■ Dataset extract

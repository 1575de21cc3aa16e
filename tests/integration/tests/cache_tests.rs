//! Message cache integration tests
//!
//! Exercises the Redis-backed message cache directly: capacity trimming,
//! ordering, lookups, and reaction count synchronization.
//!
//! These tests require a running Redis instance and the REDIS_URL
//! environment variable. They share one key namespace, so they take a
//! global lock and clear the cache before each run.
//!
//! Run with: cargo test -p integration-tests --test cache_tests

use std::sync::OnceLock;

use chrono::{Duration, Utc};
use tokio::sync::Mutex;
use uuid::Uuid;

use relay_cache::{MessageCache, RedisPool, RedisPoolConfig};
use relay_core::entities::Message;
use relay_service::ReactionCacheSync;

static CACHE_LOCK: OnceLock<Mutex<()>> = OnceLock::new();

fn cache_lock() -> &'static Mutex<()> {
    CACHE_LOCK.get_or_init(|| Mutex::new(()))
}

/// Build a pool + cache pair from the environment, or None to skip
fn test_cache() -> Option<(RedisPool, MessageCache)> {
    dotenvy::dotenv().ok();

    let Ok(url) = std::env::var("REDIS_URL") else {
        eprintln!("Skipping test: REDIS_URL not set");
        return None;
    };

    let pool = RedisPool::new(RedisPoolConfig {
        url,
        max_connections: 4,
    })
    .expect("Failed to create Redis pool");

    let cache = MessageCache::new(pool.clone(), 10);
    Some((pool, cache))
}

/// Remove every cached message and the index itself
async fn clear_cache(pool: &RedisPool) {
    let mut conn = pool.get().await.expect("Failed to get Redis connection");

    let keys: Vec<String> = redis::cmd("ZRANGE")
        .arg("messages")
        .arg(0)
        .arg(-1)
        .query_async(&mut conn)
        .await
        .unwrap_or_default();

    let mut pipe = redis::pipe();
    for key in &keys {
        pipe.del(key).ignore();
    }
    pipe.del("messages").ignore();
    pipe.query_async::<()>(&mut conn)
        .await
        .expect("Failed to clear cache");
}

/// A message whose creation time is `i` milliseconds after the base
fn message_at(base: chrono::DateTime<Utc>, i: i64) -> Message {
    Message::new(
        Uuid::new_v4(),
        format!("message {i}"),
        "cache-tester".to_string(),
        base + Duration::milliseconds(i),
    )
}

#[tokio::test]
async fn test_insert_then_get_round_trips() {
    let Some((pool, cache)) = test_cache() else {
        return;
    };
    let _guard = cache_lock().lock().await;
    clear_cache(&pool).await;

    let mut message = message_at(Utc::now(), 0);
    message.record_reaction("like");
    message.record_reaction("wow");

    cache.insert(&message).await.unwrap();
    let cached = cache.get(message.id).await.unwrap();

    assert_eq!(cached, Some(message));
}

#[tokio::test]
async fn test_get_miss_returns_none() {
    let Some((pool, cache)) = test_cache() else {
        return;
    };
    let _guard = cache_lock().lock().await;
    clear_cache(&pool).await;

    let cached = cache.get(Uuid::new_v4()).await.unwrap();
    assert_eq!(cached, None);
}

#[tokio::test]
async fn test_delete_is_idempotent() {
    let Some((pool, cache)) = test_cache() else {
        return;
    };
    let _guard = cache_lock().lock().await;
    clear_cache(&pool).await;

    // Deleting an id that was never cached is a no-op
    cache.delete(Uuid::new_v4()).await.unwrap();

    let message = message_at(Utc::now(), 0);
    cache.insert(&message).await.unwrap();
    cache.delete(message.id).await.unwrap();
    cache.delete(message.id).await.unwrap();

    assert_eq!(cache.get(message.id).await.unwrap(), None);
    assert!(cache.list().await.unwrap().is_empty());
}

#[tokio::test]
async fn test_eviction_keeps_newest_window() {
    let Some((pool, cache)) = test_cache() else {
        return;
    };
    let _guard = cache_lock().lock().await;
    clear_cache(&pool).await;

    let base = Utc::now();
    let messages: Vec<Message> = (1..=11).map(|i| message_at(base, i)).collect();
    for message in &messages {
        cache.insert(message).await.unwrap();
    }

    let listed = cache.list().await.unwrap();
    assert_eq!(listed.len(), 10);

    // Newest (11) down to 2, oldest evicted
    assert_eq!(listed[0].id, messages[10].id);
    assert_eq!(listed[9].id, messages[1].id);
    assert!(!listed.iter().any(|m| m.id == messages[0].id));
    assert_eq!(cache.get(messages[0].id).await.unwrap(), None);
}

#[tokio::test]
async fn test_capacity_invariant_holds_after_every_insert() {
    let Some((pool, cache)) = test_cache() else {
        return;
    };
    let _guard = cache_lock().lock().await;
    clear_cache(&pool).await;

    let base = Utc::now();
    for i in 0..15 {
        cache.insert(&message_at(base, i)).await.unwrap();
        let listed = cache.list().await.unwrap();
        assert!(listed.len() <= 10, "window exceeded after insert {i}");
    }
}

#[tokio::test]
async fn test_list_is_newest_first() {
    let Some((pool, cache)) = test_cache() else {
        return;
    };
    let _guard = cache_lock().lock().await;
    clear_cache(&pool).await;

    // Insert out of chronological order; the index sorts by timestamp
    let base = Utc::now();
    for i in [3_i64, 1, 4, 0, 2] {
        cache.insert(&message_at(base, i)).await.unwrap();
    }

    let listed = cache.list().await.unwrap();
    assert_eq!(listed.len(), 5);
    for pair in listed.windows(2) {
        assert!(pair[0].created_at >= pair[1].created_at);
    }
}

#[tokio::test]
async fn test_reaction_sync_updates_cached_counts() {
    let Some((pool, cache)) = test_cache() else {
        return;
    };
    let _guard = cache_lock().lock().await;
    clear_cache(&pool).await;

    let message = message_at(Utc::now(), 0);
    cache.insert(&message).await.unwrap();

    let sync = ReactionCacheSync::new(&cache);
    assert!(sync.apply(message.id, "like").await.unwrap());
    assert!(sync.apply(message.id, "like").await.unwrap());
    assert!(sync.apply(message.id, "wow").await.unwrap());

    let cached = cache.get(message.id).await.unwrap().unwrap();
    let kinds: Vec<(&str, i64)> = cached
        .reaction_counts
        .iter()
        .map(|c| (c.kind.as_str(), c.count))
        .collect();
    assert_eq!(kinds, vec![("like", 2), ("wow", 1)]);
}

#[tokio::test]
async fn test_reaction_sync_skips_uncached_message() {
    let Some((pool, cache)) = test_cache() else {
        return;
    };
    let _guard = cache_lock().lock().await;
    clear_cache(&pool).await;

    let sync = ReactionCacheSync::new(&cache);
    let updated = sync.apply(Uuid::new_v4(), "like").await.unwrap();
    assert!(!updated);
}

■ Instructions for the task
Retype, exactly and in full, the listing from its first line to the one holding "dotenvy::dotenv().ok();", both included.

■ Answer to this problem
repository 1575de21cc3aa16e
filename tests/integration/tests/cache_tests.rs
//! Message cache integration tests
//!
//! Exercises the Redis-backed message cache directly: capacity trimming,
//! ordering, lookups, and reaction count synchronization.
//!
//! These tests require a running Redis instance and the REDIS_URL
//! environment variable. They share one key namespace, so they take a
//! global lock and clear the cache before each run.
//!
//! Run with: cargo test -p integration-tests --test cache_tests

use std::sync::OnceLock;

use chrono::{Duration, Utc};
use tokio::sync::Mutex;
use uuid::Uuid;

use relay_cache::{MessageCache, RedisPool, RedisPoolConfig};
use relay_core::entities::Message;
use relay_service::ReactionCacheSync;

static CACHE_LOCK: OnceLock<Mutex<()>> = OnceLock::new();

fn cache_lock() -> &'static Mutex<()> {
    CACHE_LOCK.get_or_init(|| Mutex::new(()))
}

/// Build a pool + cache pair from the environment, or None to skip
fn test_cache() -> Option<(RedisPool, MessageCache)> {
    dotenvy::dotenv().ok();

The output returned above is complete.